In The Supreme Court

Jody Lee Haselden, as Personal Representative of the Estate of Carolyn H. Hill, deceased, Respondent,


S. Perry Davis, M.D., Petitioner.


Appeal From Sumter County
Alexander S. Macaulay, Circuit Court Judge

Opinion No. 25613
Heard April 2, 2002 - Filed March 24, 2003


Charles E. Hill and Teresa A. Arnold, both of Turner, Padget, Graham & Laney, of Columbia, for Petitioner.

Larry C. Brandt and Leslie Jay Shayne, of Walhalla, for Respondent.

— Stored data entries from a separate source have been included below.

/*!
 * Derive timestamp keys from granule file names.
 *
 * Each product family encodes the acquisition time in its file names differently. The key for a
 * granule is pulled out of the file name of its primary data link, and a spectral granule and its
 * geolocation granule produce the same key when they come from the same acquisition.
 *
 * A link that does not have the expected shape is an error. Guessing a key would risk pairing
 * unrelated granules without anyone noticing.
 */

use crate::{error::LowResError, granule::Granule};

/// String derived from a file name that identifies an acquisition.
pub type TimestampKey = String;

/// Signature shared by all the timestamp parsers.
pub type ParseFn = fn(&Granule) -> Result<TimestampKey, LowResError>;

/**
 * VIIRS near real time products.
 *
 * File names look like `VNP09_NRT.A2024123.1200.002.2024123134512.hdf`. The key is the julian date
 * and the time fields joined, without the leading `A`, e.g. `20241231200`. Geolocation files
 * (`VNP03IMG.A2024123.1200...`) share those fields.
 */
pub fn viirs_nrt(g: &Granule) -> Result<TimestampKey, LowResError> {
    const EXPECTED: &str = "at least 3 '.' separated fields, the date after a one character prefix";

    let link = primary_link(g, EXPECTED)?;
    let fields: Vec<&str> = file_name(link).split('.').collect();

    match fields.get(1..3) {
        Some(&[date, time]) if date.len() > 1 && date.is_char_boundary(1) && !time.is_empty() => {
            let mut key = String::with_capacity(date.len() + time.len() - 1);
            key.push_str(&date[1..]);
            key.push_str(time);
            Ok(key)
        }
        _ => Err(malformed(link, EXPECTED)),
    }
}

/// Sentinel-3 OLCI near real time products, the second `.` separated field of the file name.
pub fn sen3_olci_nrt(g: &Granule) -> Result<TimestampKey, LowResError> {
    const EXPECTED: &str = "at least 2 '.' separated fields";

    let link = primary_link(g, EXPECTED)?;
    match file_name(link).split('.').nth(1) {
        Some(field) if !field.is_empty() => Ok(field.to_owned()),
        _ => Err(malformed(link, EXPECTED)),
    }
}

/**
 * Sentinel-3 SYN level 2 products.
 *
 * File names look like
 * `S3A_SY_2_SYN____20240102T101112_20240102T101412_20240103T194500_0179_043_136_2160_PS1_O_NT_002.zip`.
 * The padding after `SYN` is made of underscores, so the sensing start time is the eighth `_`
 * separated field.
 */
pub fn sen3_syn(g: &Granule) -> Result<TimestampKey, LowResError> {
    const EXPECTED: &str = "at least 8 '_' separated fields";

    let link = primary_link(g, EXPECTED)?;
    match file_name(link).split('_').nth(7) {
        Some(field) if !field.is_empty() => Ok(field.to_owned()),
        _ => Err(malformed(link, EXPECTED)),
    }
}

fn primary_link<'a>(g: &'a Granule, expected: &'static str) -> Result<&'a str, LowResError> {
    g.primary_link().ok_or_else(|| LowResError::MalformedIdentifier {
        link: format!("<granule {} has no data links>", g.id),
        expected,
    })
}

/// Last path segment of a link.
fn file_name(link: &str) -> &str {
    link.rsplit('/').next().unwrap_or(link)
}

fn malformed(link: &str, expected: &'static str) -> LowResError {
    LowResError::MalformedIdentifier {
        link: link.to_owned(),
        expected,
    }
}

Gray T. Culbreath, of Collins & Lacy, of Columbia, for Amicus Curiae South Carolina Defense Trial Attorneys Association.

George R. Burnett, of Columbia, for Amicus Curiae The South Carolina Department of Health and Human Services.

JUSTICE WALLER: We granted a writ of certiorari to review the Court of Appeals’ opinion in Haselden v. Davis, 341 S.C. 486, 534 S.E.2d 295 (Ct. App. 2000). We affirm.


These are wrongful death and survival actions brought by the estate of Carolyn Hill (Hill), who died of breast cancer in 1994. The complaints alleged her treating physician, Petitioner S. Perry Davis, M.D. (Davis), was negligent in failing to timely read a suspicious mammogram, which had been performed on Hill in November 1991. As a result, Hill’s breast cancer was not diagnosed until June 1993, by which time it had metastasized into her lymph nodes. [1]

At trial, the court allowed introduction of $77,905.21 in medical expenses billed to Hill. Davis argued that only those amounts actually paid by Medicaid should be admitted into evidence, for a total of $24,109.04. The difference between the "billed" amounts and the amounts actually "paid" by Medicaid, totaled $51,620.59. The jury awarded a total of $1,082,103.71 to Hill's statutory beneficiaries and $1,000,000.00 to her estate. The Court of Appeals affirmed.


Is evidence of amounts billed by a treating physician admissible to establish a medical malpractice plaintiff’s damages, where the plaintiff is a Medicaid patient who is not liable for any amounts billed in excess of the amount paid by Medicaid?


Davis argues the trial court should have limited Hill’s recovery for medical expenses to those amounts actually paid by Medicaid. We disagree. We find both the amount of the Medicaid payment and the amount billed by Doctor Davis were admissible [2] to establish the amount of Hill’s damages. [3]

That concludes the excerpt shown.